Overview
Teaching: 10 min Exercises: 0 minQuestions
What is a tensor?
What might be some characteristics of vector-based learning methods?
Objectives
Gain conceptual picture of support vector machines
Appreciate how “linear” methods can result in non-linearity models
Appreciate how computational complexity can be prohibitive to techniques
Support vector machines (SVMs) are a particular machine learning technique in the broader group of kernel based methods, just as random forests are one of many tree based methods. Unlike the last category, we will be focusing on this single kernel-based method.
SVMs are associated with two separate components: (1) defining a decision boundary using support vectors, and (2) transforming variables using the “kernel trick” to linearly separate classes in high dimensions.
The basics of the support vector idea can often get lost in discussion of kernels, so we’ll start with a simple example that is already linearly separable. We will relax this later.
In this simple case, each data point (or input-output pair) are labeled as one of two classes, red or blue. It’s linearly separable, so we’re able to draw a line separating the two classes perfectly. We’ll see later that in higher dimensions, the decision boundary looks like a hyperplane instead.
But there are multiple (in fact, infinite) possible decision boundaries, as we see above. All of these candidate boundaries successfully separate the training data we’re using. But we’re using machine learning not to simply classify the data in front of us, but to generalize to new data and contribute to our scientific understanding.
So how do we choose the optimal decision boundary? One intuitive criterion is maximizing the margin, i.e. the distance between the separation boundary and the points that are closest to it.
In the image above, we see the optimal decision boundary along with two dotted lines–sometimes called the supporting boundary or supporting hyperplane. Data points along those two supporting boundaries are support vectors, the only data points that impact the location of the boundary. So this means that the fewer the support vectors, the more generalizable the model.
Real life situations can be much more complex. It’s rare to be able to draw a linear boundary to perfectly separate the classes.
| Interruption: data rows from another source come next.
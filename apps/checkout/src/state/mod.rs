//! # State Module
//!
//! State the checkout app holds between commands.
//!
//! ```text
//! ┌─────────────────────────────────────────────────────────────────────────┐
//! │                    State Architecture                                   │
//! │                                                                         │
//! │  ┌──────────────────────┐            ┌──────────────────────────┐       │
//! │  │   CheckoutSession    │            │     CheckoutConfig       │       │
//! │  │                      │            │                          │       │
//! │  │  cart                │            │  backend_url             │       │
//! │  │  coupon_input        │            │  whatsapp_number         │       │
//! │  │  active_coupon       │            │  pricing, coupons        │       │
//! │  │  submission          │            │  redirect_delay          │       │
//! │  └──────────────────────┘            └──────────────────────────┘       │
//! │                                                                         │
//! │  • CheckoutSession: one per shopper, passed as &mut                     │
//! │  • CheckoutConfig: read-only after startup, passed as &                 │
//! └─────────────────────────────────────────────────────────────────────────┘
//! ```

mod config;
mod session;

pub use config::{CheckoutConfig, ConfigError};
pub use session::{CheckoutSession, Submission, SubmissionState};
//! # Payment Gateway Seam
//!
//! Online payments are captured by a third-party gateway widget. The checkout
//! only hands over the amount and the customer, and gets back exactly one
//! outcome.
//!
//! ```text
//! ┌──────────────────┐   PaymentRequest    ┌──────────────────┐
//! │   place_order    │ ──────────────────► │  PaymentGateway  │
//! │                  │ ◄────────────────── │  (widget / fake) │
//! └──────────────────┘   PaymentOutcome    └──────────────────┘
//!                        Success { transaction_id }
//!                        Failure { reason }
//! ```

use serde::Serialize;
use storefront_core::{CheckoutForm, Money};

/// What the gateway is asked to charge.
#[derive(Debug, Clone, PartialEq, Serialize)]
#[serde(rename_all = "camelCase")]
pub struct PaymentRequest {
    /// Final order total.
    pub amount: Money,
    pub currency: &'static str,
    pub description: String,
    pub customer_name: String,
    pub customer_email: String,
    pub customer_phone: String,
}

impl PaymentRequest {
    pub fn new(store_name: &str, amount: Money, customer: &CheckoutForm) -> Self {
        PaymentRequest {
            amount,
            currency: "INR",
            description: format!("{} order", store_name),
            customer_name: customer.full_name.trim().to_string(),
            customer_email: customer.email.trim().to_string(),
            customer_phone: customer.phone_number.trim().to_string(),
        }
    }
}

/// Result reported by the gateway.
#[derive(Debug, Clone, PartialEq, Eq, Serialize)]
#[serde(rename_all = "camelCase", tag = "status")]
pub enum PaymentOutcome {
    Success { transaction_id: String },
    Failure { reason: String },
}

/// A payment gateway that can be asked to collect one payment.
pub trait PaymentGateway {
    async fn collect(&self, request: &PaymentRequest) -> PaymentOutcome;
}

/// Gateway used when no online provider is wired in. Every attempt fails,
/// which leaves the cart intact so the shopper can switch to cash on delivery.
#[derive(Debug, Clone, Copy, Default)]
pub struct UnavailableGateway;

impl PaymentGateway for UnavailableGateway {
    async fn collect(&self, _request: &PaymentRequest) -> PaymentOutcome {
        PaymentOutcome::Failure {
            reason: "No online payment provider configured".to_string(),
        }
    }
}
This is why we often combine support vector machines with the “kernel trick”.
If we’re allowed an infinite number of dimensions, we may be able to transform our data in a higher dimension that linearly separates the classes.
For example, the above data could be transformed using a third dimension, z. In the case of this circular boundary, we could consider transforming the data in the form of $z = ax^2 + by^2$.
We use machine learning to find the kernel that transforms the data in this way. The kernel trick is a computational shortcut necessary for making this task feasible. Instead of defining some kernel K, we search for a function S that we can operate in the original feature space that translates to a similarity measure of the kernel transformed data. In particular, that similarity measure is the inner product, but we won’t go in detail today.
Key Points
supervised learning, tensor, SVM